Après l’entretien avec la responsable RH du recrutement (la pétillante Marianne Purvis), le CTO et le manager, j’eus droit pour la première (et seule) fois de ma carrière, à un entretien avec l’ensemble de l’équipe. Une équipe qui reste, de la tête et des épaules, la meilleure avec laquelle j’ai travaillé en un quart de siècle d’expérience en IT, et que je me dois de lister ici : Fred, donc, mais aussi Thomas Soulé, Laurent Lecigne, Michel Casabianca, Frédéric Bruneteau, Mickael Gilabert, Denis Loutrein et Daniel Caune.
Bitter EJB
Tous me jaugeaient avec beaucoup de méfiance. Armé de mon costume et de ma cravate, je dépareillais avec leur no-look d’authentiques hackers. Tout fier de ma récente certification Java EJB, je répondis à leur question sur le sujet en leur disant avec précautions que cela me semblait un concept intéressant. La réponse de Fred fusa, accompagnée de son regard perçant et son accent landais coriace : « Nous on a viré les EJBs et on a fait fois 30 en performance du système, donc si tu veux les EJBs c’est pas notre truc ». J’ai tout de suite compris à qui j’avais à faire : pas un technophile qui se jette sans beaucoup recul sur toute nouvelle techno mais bel et bien à un architecte dont l’obsession est l’alignement de la technologie et du business (un des rares que je croiserais dans toute ma carrière).

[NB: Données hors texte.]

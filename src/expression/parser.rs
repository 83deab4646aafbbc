//! Expression tokenizer.
//!
//! The input is scanned left to right and split at the first `+`, `-`, `*`
//! or `/`. A leading sign on the first operand is therefore read as the
//! operator, so `"-5*3"` leaves an empty left operand and is rejected.

use super::{ExpressionError, Operator, ParsedExpression};

/// Splits `input` into `(left, operator, right)` at the first operator character.
///
/// Returns `None` when the input contains no operator character.
fn split_at_operator(input: &str) -> Option<(&str, Operator, &str)> {
    input.char_indices().find_map(|(idx, c)| {
        let op = Operator::from_char(c)?;
        // Operator characters are ASCII, so `idx + 1` is a char boundary.
        Some((&input[..idx], op, &input[idx + 1..]))
    })
}

/// Parses a single operand token as a finite decimal number.
fn parse_operand(token: &str) -> Result<f64, ExpressionError> {
    match token.parse::<f64>() {
        Ok(value) if value.is_finite() => Ok(value),
        _ => Err(ExpressionError::InvalidOperand {
            token: token.to_owned(),
        }),
    }
}

/// Parses an expression of the form `<number><op><number>`.
///
/// # Errors
///
/// - [`ExpressionError::InvalidExpression`]: the input is empty or has no operator.
/// - [`ExpressionError::InvalidOperand`]: either side is not a finite number.
///
/// # Examples
///
/// ```
/// use calcrelay::expression::{parse, Operator};
///
/// let expr = parse("10/2").unwrap();
/// assert_eq!(expr.operand1, 10.0);
/// assert_eq!(expr.operator, Operator::Divide);
/// assert_eq!(expr.operand2, 2.0);
/// ```
pub fn parse(input: &str) -> Result<ParsedExpression, ExpressionError> {
    if input.is_empty() {
        return Err(ExpressionError::InvalidExpression {
            reason: "no expression to evaluate",
        });
    }

    let (left, operator, right) =
        split_at_operator(input).ok_or(ExpressionError::InvalidExpression {
            reason: "no operator found",
        })?;

    Ok(ParsedExpression {
        operand1: parse_operand(left)?,
        operator,
        operand2: parse_operand(right)?,
    })
}

#[cfg(test)]
mod tests {
    use super::*;

    fn invalid_operand(token: &str) -> ExpressionError {
        ExpressionError::InvalidOperand {
            token: token.to_owned(),
        }
    }

    #[test]
    fn parse_addition() {
        let expr = parse("3+4").unwrap();
        assert_eq!(expr.operand1, 3.0);
        assert_eq!(expr.operator, Operator::Add);
        assert_eq!(expr.operand2, 4.0);
    }

    #[test]
    fn parse_division() {
        let expr = parse("10/2").unwrap();
        assert_eq!(expr.operand1, 10.0);
        assert_eq!(expr.operator, Operator::Divide);
        assert_eq!(expr.operand2, 2.0);
    }

    #[test]
    fn parse_fractions() {
        let expr = parse("1.5*0.25").unwrap();
        assert_eq!(expr.operand1, 1.5);
        assert_eq!(expr.operator, Operator::Multiply);
        assert_eq!(expr.operand2, 0.25);
    }

    #[test]
    fn signed_right_operand() {
        let expr = parse("3*-4").unwrap();
        assert_eq!(expr.operator, Operator::Multiply);
        assert_eq!(expr.operand2, -4.0);
    }

    #[test]
    fn empty_input() {
        assert!(matches!(
            parse(""),
            Err(ExpressionError::InvalidExpression { .. })
        ));
    }

    #[test]
    fn no_operator() {
        assert!(matches!(
            parse("42"),
            Err(ExpressionError::InvalidExpression { .. })
        ));
    }

    #[test]
    fn non_numeric_left() {
        assert_eq!(parse("abc+2"), Err(invalid_operand("abc")));
    }

    #[test]
    fn missing_right() {
        assert_eq!(parse("3+"), Err(invalid_operand("")));
    }

    #[test]
    fn leading_sign_is_operator() {
        assert_eq!(parse("-5*3"), Err(invalid_operand("")));
    }

    #[test]
    fn only_first_operator_splits() {
        // "2+3" is the right token and is not a number.
        assert_eq!(parse("1+2+3"), Err(invalid_operand("2+3")));
    }

    #[test]
    fn whitespace_is_not_trimmed() {
        assert_eq!(parse("3 + 4"), Err(invalid_operand("3 ")));
    }

    #[test]
    fn non_finite_operands_rejected() {
        assert_eq!(parse("inf+1"), Err(invalid_operand("inf")));
        assert_eq!(parse("1*NaN"), Err(invalid_operand("NaN")));
        assert_eq!(parse("1e400+1"), Err(invalid_operand("1e400")));
    }

    #[test]
    fn multibyte_input_does_not_panic() {
        assert_eq!(parse("é+1"), Err(invalid_operand("é")));
        assert_eq!(parse("1+é"), Err(invalid_operand("é")));
    }
}
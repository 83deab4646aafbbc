//! Wiring of registry, queue, hub and sessions into one relay.

use std::net::SocketAddr;
use std::sync::Arc;
use std::time::Duration;

use futures::StreamExt;
use futures::future::join_all;
use tokio::io::{AsyncRead, AsyncWrite};
use tokio::task::JoinHandle;
use tokio_tungstenite::WebSocketStream;
use tracing::{error, info, warn};

use super::connection::{Connection, WebSocketSink};
use super::hub::BroadcastHub;
use super::queue::{BackpressurePolicy, BroadcastQueue, DEFAULT_QUEUE_CAPACITY};
use super::registry::ConnectionRegistry;
use super::session::ConnectionSession;

/// Tunables for a [`Relay`].
#[derive(Debug, Clone, PartialEq, Eq)]
pub struct RelaySettings {
    pub queue_capacity: usize,
    pub backpressure: BackpressurePolicy,
    /// Upper bound on a single broadcast write to one client.
    pub write_timeout: Duration,
    /// Close clients that send nothing for this long. `None` disables it.
    pub idle_timeout: Option<Duration>,
}

impl Default for RelaySettings {
    fn default() -> Self {
        Self {
            queue_capacity: DEFAULT_QUEUE_CAPACITY,
            backpressure: BackpressurePolicy::default(),
            write_timeout: Duration::from_secs(10),
            idle_timeout: None,
        }
    }
}

/// Shared state of the relay: the connection registry and the broadcast queue.
///
/// Cloning is cheap; every clone refers to the same registry and queue.
///
/// # Examples
///
/// ```rust,no_run
/// use calcrelay::realtime::{Relay, RelaySettings};
///
/// # async fn example() {
/// let relay = Relay::new(RelaySettings::default());
/// let hub = relay.spawn_hub();
/// // ... accept clients with `relay.serve(ws, peer)` ...
/// relay.shutdown(hub).await;
/// # }
/// ```
#[derive(Clone)]
pub struct Relay {
    registry: Arc<ConnectionRegistry>,
    queue: Arc<BroadcastQueue>,
    settings: RelaySettings,
}

impl Relay {
    pub fn new(settings: RelaySettings) -> Self {
        Self {
            registry: Arc::new(ConnectionRegistry::new()),
            queue: Arc::new(BroadcastQueue::new(
                settings.queue_capacity,
                settings.backpressure,
            )),
            settings,
        }
    }

    pub fn registry(&self) -> &Arc<ConnectionRegistry> {
        &self.registry
    }

    pub fn queue(&self) -> &Arc<BroadcastQueue> {
        &self.queue
    }

    pub fn settings(&self) -> &RelaySettings {
        &self.settings
    }

    /// Builds the hub that drains this relay's queue.
    pub fn hub(&self) -> BroadcastHub {
        BroadcastHub::new(
            Arc::clone(&self.queue),
            Arc::clone(&self.registry),
            self.settings.write_timeout,
        )
    }

    /// Spawns the hub onto the current runtime.
    pub fn spawn_hub(&self) -> JoinHandle<()> {
        tokio::spawn(self.hub().run())
    }

    /// Registers an upgraded client and runs its session until it ends.
    pub async fn serve<S>(&self, ws: WebSocketStream<S>, peer: SocketAddr)
    where
        S: AsyncRead + AsyncWrite + Unpin + Send + 'static,
    {
        let (sink, frames) = ws.split();
        let conn = Arc::new(Connection::new(peer, WebSocketSink::new(sink)));
        let conn_id = conn.id();
        self.registry.register(Arc::clone(&conn));
        info!(%conn_id, %peer, clients = self.registry.len(), "client connected");

        let session = ConnectionSession::new(
            conn,
            frames,
            Arc::clone(&self.registry),
            Arc::clone(&self.queue),
        )
        .idle_timeout(self.settings.idle_timeout);

        match session.run().await {
            Ok(()) => info!(%conn_id, %peer, "client disconnected"),
            Err(e) => warn!(%conn_id, %peer, error = %e, "session terminated"),
        }
    }

    /// Stops accepting payloads, lets the hub drain the queue, then closes every client.
    pub async fn shutdown(&self, hub: JoinHandle<()>) {
        self.queue.close();
        if let Err(e) = hub.await {
            error!(error = %e, "broadcast hub task failed");
        }

        let remaining = self.registry.snapshot();
        info!(clients = remaining.len(), "closing remaining connections");
        join_all(remaining.iter().map(|conn| conn.close())).await;
    }
}
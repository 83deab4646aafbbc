//! Structured logging setup.
//!
//! The library only emits `tracing` events; the binary calls [`init`] once at
//! startup to decide where they go and how they look.

use clap::ValueEnum;
use thiserror::Error;
use tracing_subscriber::util::TryInitError;
use tracing_subscriber::{EnvFilter, fmt, layer::SubscriberExt, util::SubscriberInitExt};

/// Log output format.
#[derive(Debug, Clone, Copy, PartialEq, Eq, Default, ValueEnum)]
pub enum LogFormat {
    /// Human-readable text output.
    #[default]
    Text,
    /// One JSON object per event.
    Json,
}

#[derive(Debug, Error)]
pub enum LoggingError {
    #[error("failed to install log subscriber: {0}")]
    Init(#[from] TryInitError),
}

/// Maps the `-v` count to a level: 0=info, 1=debug, 2+=trace.
pub fn level_for(verbosity: u8) -> &'static str {
    match verbosity {
        0 => "info",
        1 => "debug",
        _ => "trace",
    }
}

/// Installs the global subscriber, writing to stderr.
///
/// `RUST_LOG` takes precedence over `verbosity` when set.
///
/// # Errors
///
/// Returns [`LoggingError::Init`] if a global subscriber is already installed.
pub fn init(verbosity: u8, format: LogFormat) -> Result<(), LoggingError> {
    let level = level_for(verbosity);
    let filter = EnvFilter::try_from_default_env()
        .unwrap_or_else(|_| EnvFilter::new(format!("calcrelay={level}")));

    match format {
        LogFormat::Text => tracing_subscriber::registry()
            .with(filter)
            .with(
                fmt::layer()
                    .with_writer(std::io::stderr)
                    .with_target(true)
                    .with_file(verbosity >= 1)
                    .with_line_number(verbosity >= 1),
            )
            .try_init()?,
        LogFormat::Json => tracing_subscriber::registry()
            .with(filter)
            .with(fmt::layer().json().with_writer(std::io::stderr))
            .try_init()?,
    }

    Ok(())
}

Je m’en sortis avec l’arme qui m’a sauvé dans bien des situations professionnelles : l’auto-dérision et un grand sourire : « Je serai ravi que cette certification ne me serve à rien en vous rejoignant ». J’arrivais à décrocher un petit sourire surpris de la plupart d’entre eux. Sauf chez Mickael. Autodidacte surdoué, aujourd’hui Technical Lead chez Ubisoft à Montréal, expert mondial dans l’optimisation de performance et le shipping des jeux – une carrière évidemment inimaginable en France pour quelqu’un sans diplôme ronflant, il m’avoua peu après mon arrivée « Moi j’ai voté contre ta venue, t’as intérêt à être bon » : la brutal meritocracy du monde des développeurs (selon Clay Shirky) en action.
Au raz du métal
Du jour de mon arrivé, Fred a été mon mentor 2.0. Il avait un blog (un truc de dingue à l’époque), suivait l’actualité Tech et Business et avait une vision très « lean » de l’architecture. Vision qui nous a permis de passer de six semaines à trois jours pour la mise à disposition de services pour nos clients, opérateurs télécom.
Sidéré par l’incroyable productivité de cette équipe, j’avais l’impression de, soudain, faire un autre métier. Il n’y avait aucune fioriture. Tout se faisait en ligne de commande (« Les IDE c’est pour ceux qui ne savent pas développer », « Eclipse ? Le bug de 4GO (rires) »), avec des scripts Unix, un OS Debian que j’appris à installer et à utiliser sur ma machine. Une technique au raz du métal qui est toujours la leur et celle des références technologiques d’aujourd’hui telles que Jez Humble (le père du Continuous Delivery – auteur du livre sur le sujet – et le grand-père de DevOps). Une des raisons pour lesquelles je conserve une retenue lorsque j’échange avec des experts du digital qui ne savent pas programmer ou installer une distribution Linux.
Human Interface
Frédéric m’a servi d’interface humaine avec cette culture que je ne connaissais pas. Il m’a montré l’utilisation des plateformes collaboratives dans le contexte professionnel (wiki, forums …) et dans le cadre personnel. Il me fera ainsi découvrir LinkedIn en 2006 et Twitter ou Facebook en 2007 et me pinga le jour de la présentation de l’iPhone par His Steveness.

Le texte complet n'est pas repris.